China‘s yuan is at an equilibrium against the dollar and even high in some respects, the country’s main official newspaper said on Friday in remarks that could sow further tension in talks between Beijing and Washington.
The People’s Daily, the mouthpiece newspaper of the ruling Communist Party, said differences in labour productivity and operating costs in the world’s two biggest economies show the yuan, or the renminbi, is reasonably valued versus the dollar.
The article came just a day after U.S. Treasury Secretary Timothy Geithner, in China with Secretary of State Hillary Clinton for annual talks with Beijing, repeated calls for China to have a stronger yuan to create room for more flexible policy.
“At the present stage, on the basis of value, and balanced supply and demand, the renminbi exchange rate is basically at a reasonable equilibrium,” said the article, written for the paper by the Chinese Academy of Social Sciences, the country’s top think tank.
It argued there was no need for the renminbi to rise further, especially since comparisons of labor, raw material and what the article called ‘environmental costs’ – which were not explained – show they are much lower in China than the United States.
“If the renminbi exchange rate is measured against the ‘three lows’ in Chinese costs, it will be high at present,” the newspaper said.
Labor productivity comparisons also showed the yuan was fairly valued, the People’s Daily said, adding that rises in the value of the Chinese currency between 2008 and 2010 outstripped the country’s productivity gains in that period.
It said U.S. productivity was 5.4 times that of China in 2010, slightly under 6.1 times in 2008, and 12.6 times as high in 2000.
The yuan rose 10.5 percent against the dollar between 2008 and 2010 and has climbed around 31 percent in nominal terms since a landmark revaluation in 2005.
The yuan’s value has been a lightning rod in Sino-U.S. ties, with some in Washington accusing Beijing of deliberately holding down the currency to gain export advantage.

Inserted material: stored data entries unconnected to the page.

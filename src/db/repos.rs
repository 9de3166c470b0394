use super::{Db, models::*, serialize_vector};
use crate::error::{Error, Result};
use chrono::{DateTime, Utc};
use rusqlite::{OptionalExtension, params};

/// Identity of a repository about to be indexed.
#[derive(Debug, Clone, Copy)]
pub struct NewRepository<'a> {
    pub name: &'a str,
    pub source: &'a str,
    pub source_root: &'a str,
}

fn map_repository_row(row: &rusqlite::Row<'_>) -> rusqlite::Result<RepositoryInfo> {
    Ok(RepositoryInfo {
        name: row.get(0)?,
        source: row.get(1)?,
        source_root: row.get(2)?,
        chunk_count: row.get::<_, i64>(3)? as usize,
        indexed_count: row.get::<_, i64>(4)? as usize,
        dimensions: row.get::<_, i64>(5)? as usize,
        indexed_at: row.get::<_, DateTime<Utc>>(6)?,
    })
}

const REPOSITORY_COLUMNS: &str =
    "name, source, source_root, chunk_count, indexed_count, dimensions, indexed_at";

impl Db {
    /// Build the index for one repository in a single transaction.
    ///
    /// `embeddings[i]` belongs to `chunks[i]`; chunks whose slot is `None`
    /// are stored but not searchable. Nothing is visible to readers until
    /// the commit, and any error rolls the whole build back.
    pub fn insert_repository(
        &mut self,
        repo: &NewRepository<'_>,
        chunks: &[Chunk],
        embeddings: &[Option<Vec<f32>>],
    ) -> Result<RepositoryInfo> {
        if chunks.len() != embeddings.len() {
            return Err(Error::EmbeddingCount {
                chunks: chunks.len(),
                embeddings: embeddings.len(),
            });
        }
        for vector in embeddings.iter().flatten() {
            self.check_vector(vector)?;
        }

        let indexed_count = embeddings.iter().filter(|e| e.is_some()).count();
        let indexed_at = Utc::now();
        let dimensions = self.dimensions;

        let tx = self.conn.transaction()?;

        let repo_id: i64 = tx.query_row(
            r#"
            INSERT INTO repositories
                (name, source, source_root, chunk_count, indexed_count, dimensions, indexed_at)
            VALUES (?, ?, ?, ?, ?, ?, ?)
            RETURNING id
            "#,
            params![
                repo.name,
                repo.source,
                repo.source_root,
                chunks.len() as i64,
                indexed_count as i64,
                dimensions as i64,
                indexed_at
            ],
            |row| row.get(0),
        )?;

        {
            let mut insert_chunk = tx.prepare(
                r#"
                INSERT INTO chunks
                    (repo_id, chunk_id, file_path, start_line, end_line, kind, unit_type, language, content)
                VALUES (?, ?, ?, ?, ?, ?, ?, ?, ?)
                "#,
            )?;
            let mut insert_vector =
                tx.prepare("INSERT INTO vec_chunks (rowid, embedding) VALUES (?, ?)")?;

            for (chunk, embedding) in chunks.iter().zip(embeddings) {
                insert_chunk.execute(params![
                    repo_id,
                    chunk.chunk_id,
                    chunk.file_path,
                    chunk.start_line as i64,
                    chunk.end_line as i64,
                    chunk.kind.as_str(),
                    chunk.unit_type,
                    chunk.language,
                    chunk.content,
                ])?;
                let row_id = tx.last_insert_rowid();

                if let Some(vector) = embedding {
                    insert_vector.execute(params![row_id, serialize_vector(vector)])?;
                }
            }
        }

        tx.commit()?;

        Ok(RepositoryInfo {
            name: repo.name.to_string(),
            source: repo.source.to_string(),
            source_root: repo.source_root.to_string(),
            chunk_count: chunks.len(),
            indexed_count,
            dimensions,
            indexed_at,
        })
    }

    /// Look up a repository by its derived name.
    pub fn repository(&self, name: &str) -> Result<Option<RepositoryInfo>> {
        let info = self
            .conn
            .query_row(
                &format!("SELECT {REPOSITORY_COLUMNS} FROM repositories WHERE name = ?"),
                params![name],
                map_repository_row,
            )
            .optional()?;
        Ok(info)
    }

    /// All repositories with a built index, by name.
    pub fn list_repositories(&self) -> Result<Vec<RepositoryInfo>> {
        let mut stmt = self.conn.prepare(&format!(
            "SELECT {REPOSITORY_COLUMNS} FROM repositories ORDER BY name"
        ))?;
        let repos = stmt
            .query_map([], map_repository_row)?
            .collect::<rusqlite::Result<Vec<_>>>()?;
        Ok(repos)
    }

    /// Drop a repository's index. Returns whether it existed.
    pub fn delete_repository(&mut self, name: &str) -> Result<bool> {
        let tx = self.conn.transaction()?;

        let repo_id: Option<i64> = tx
            .query_row(
                "SELECT id FROM repositories WHERE name = ?",
                params![name],
                |row| row.get(0),
            )
            .optional()?;

        let Some(repo_id) = repo_id else {
            return Ok(false);
        };

        // vec0 tables do not take part in foreign-key cascades.
        tx.execute(
            "DELETE FROM vec_chunks WHERE rowid IN (SELECT id FROM chunks WHERE repo_id = ?)",
            params![repo_id],
        )?;
        tx.execute("DELETE FROM repositories WHERE id = ?", params![repo_id])?;
        tx.commit()?;
        Ok(true)
    }
}
//! # repoqna: natural-language code search over source repositories
//!
//! Repositories are cut into chunks (syntax units where a grammar is
//! available, overlapping line windows everywhere else), embedded, and
//! stored in a per-repository vector index. Queries page through the index
//! for admissible candidates and optionally rerank them.
//!
//! ## Architecture
//!
//! - **[`indexer`]** - chunk resolution (tree-sitter units, coverage, windows) and ingest
//! - **[`embedder`]** - embedding providers (mock, ONNX BGE-small, HTTP) with batched retry
//! - **[`db`]** - SQLite + sqlite-vec vector index
//! - **[`store`]** - persisted chunk sets and code retrieval
//! - **[`search`]** - paged query planner, reranker, query operation
//! - **[`mcp`]** - MCP server (stdio transport via rmcp)
//! - **[`config`]** - configuration loading and validation
//! - **[`app`]** - wiring from config to running services

pub mod app;
pub mod config;
pub mod db;
pub mod embedder;
pub mod error;
pub mod indexer;
pub mod mcp;
pub mod search;
pub mod store;
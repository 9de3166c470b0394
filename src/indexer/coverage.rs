//! Coverage tracking: which lines of a file no claimed range covers.

/// A maximal run of unclaimed lines, 0-indexed and inclusive.
#[derive(Debug, Clone, Copy, PartialEq, Eq)]
pub struct UncoveredRun {
    pub start: usize,
    pub end: usize,
}

impl UncoveredRun {
    pub fn line_count(&self) -> usize {
        self.end - self.start + 1
    }
}

/// Compute the maximal uncovered runs of a file with `total_lines` lines.
///
/// `claimed` holds inclusive `(start, end)` ranges in any order; overlap is
/// tolerated, ranges past the end of the file are clipped, and ranges with
/// `end < start` claim nothing. Runs come back in line order.
pub fn uncovered_runs(total_lines: usize, claimed: &[(usize, usize)]) -> Vec<UncoveredRun> {
    let mut covered = vec![false; total_lines];
    for &(start, end) in claimed {
        let stop = end.saturating_add(1).min(total_lines);
        if start < stop {
            covered[start..stop].fill(true);
        }
    }

    let mut runs = Vec::new();
    let mut run_start = None;
    for (line, &is_covered) in covered.iter().enumerate() {
        match (is_covered, run_start) {
            (false, None) => run_start = Some(line),
            (true, Some(start)) => {
                runs.push(UncoveredRun { start, end: line - 1 });
                run_start = None;
            }
            _ => {}
        }
    }
    if let Some(start) = run_start {
        runs.push(UncoveredRun {
            start,
            end: total_lines - 1,
        });
    }
    runs
}
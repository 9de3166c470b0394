//! Paged nearest-neighbour search with a quality filter.

use std::collections::HashSet;

use tracing::debug;

use crate::db::models::SearchCandidate;
use crate::error::Result;

pub const DEFAULT_MIN_SPAN_LINES: usize = 10;

/// Anything that can return the `limit` nearest chunks after skipping the
/// first `offset`, in its own similarity order.
pub trait NearestNeighbors {
    fn nearest(&self, query: &[f32], offset: usize, limit: usize) -> Result<Vec<SearchCandidate>>;
}

/// Minimum size a candidate must have to be worth returning.
#[derive(Debug, Clone, Copy)]
pub struct Admissibility {
    pub min_span_lines: usize,
    /// Non-whitespace-trimmed characters; 0 disables the check.
    pub min_content_chars: usize,
}

impl Default for Admissibility {
    fn default() -> Self {
        Self {
            min_span_lines: DEFAULT_MIN_SPAN_LINES,
            min_content_chars: 0,
        }
    }
}

impl Admissibility {
    pub fn admits(&self, candidate: &SearchCandidate) -> bool {
        candidate.end_line >= candidate.start_line
            && candidate.line_count() >= self.min_span_lines
            && (self.min_content_chars == 0
                || candidate.content.trim().chars().count() >= self.min_content_chars)
    }
}

pub struct VectorQueryPlanner {
    admissibility: Admissibility,
}

impl VectorQueryPlanner {
    pub fn new(admissibility: Admissibility) -> Self {
        Self { admissibility }
    }

    /// Collect up to `k` admissible candidates in index order.
    ///
    /// Pages of `k` raw hits are pulled at increasing offsets until `k`
    /// candidates pass the filter or a page comes back short, meaning the
    /// index is exhausted.
    pub fn plan<N: NearestNeighbors + ?Sized>(
        &self,
        index: &N,
        query: &[f32],
        k: usize,
    ) -> Result<Vec<SearchCandidate>> {
        let mut accepted = Vec::new();
        if k == 0 {
            return Ok(accepted);
        }

        let page_size = k;
        let mut offset = 0;
        let mut seen = HashSet::new();
        let mut pages = 0;

        loop {
            let page = index.nearest(query, offset, page_size)?;
            let fetched = page.len();
            offset += fetched;
            pages += 1;

            for candidate in page {
                if accepted.len() == k {
                    break;
                }
                if !seen.insert(candidate.chunk_id.clone()) {
                    continue;
                }
                if self.admissibility.admits(&candidate) {
                    accepted.push(candidate);
                }
            }

            if accepted.len() == k || fetched < page_size {
                break;
            }
        }

        debug!(
            "planner accepted {} of {offset} raw hits over {pages} page(s)",
            accepted.len()
        );
        Ok(accepted)
    }
}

China denies the allegation and says it too wants a currency whose value is decided by the market, but insists any changes to its foreign exchange policy must be gradual.
It took a milestone step of widening the yuan’s daily trading band last month to let the currency rise or fall 1 percent from a mid-point set by the central bank, compared to a band of plus or minus 0.5 percent before.
But even with incremental reforms, China still keeps the yuan on a tight leash, in part to protect its vast export industry, a huge employer in the country.
Although the latest comments in the People’s Daily may not have been authorised by Chinese leaders, they likely reflect the thinking in Beijing and demonstrate the tensions between the world’s two biggest economies on a key issue.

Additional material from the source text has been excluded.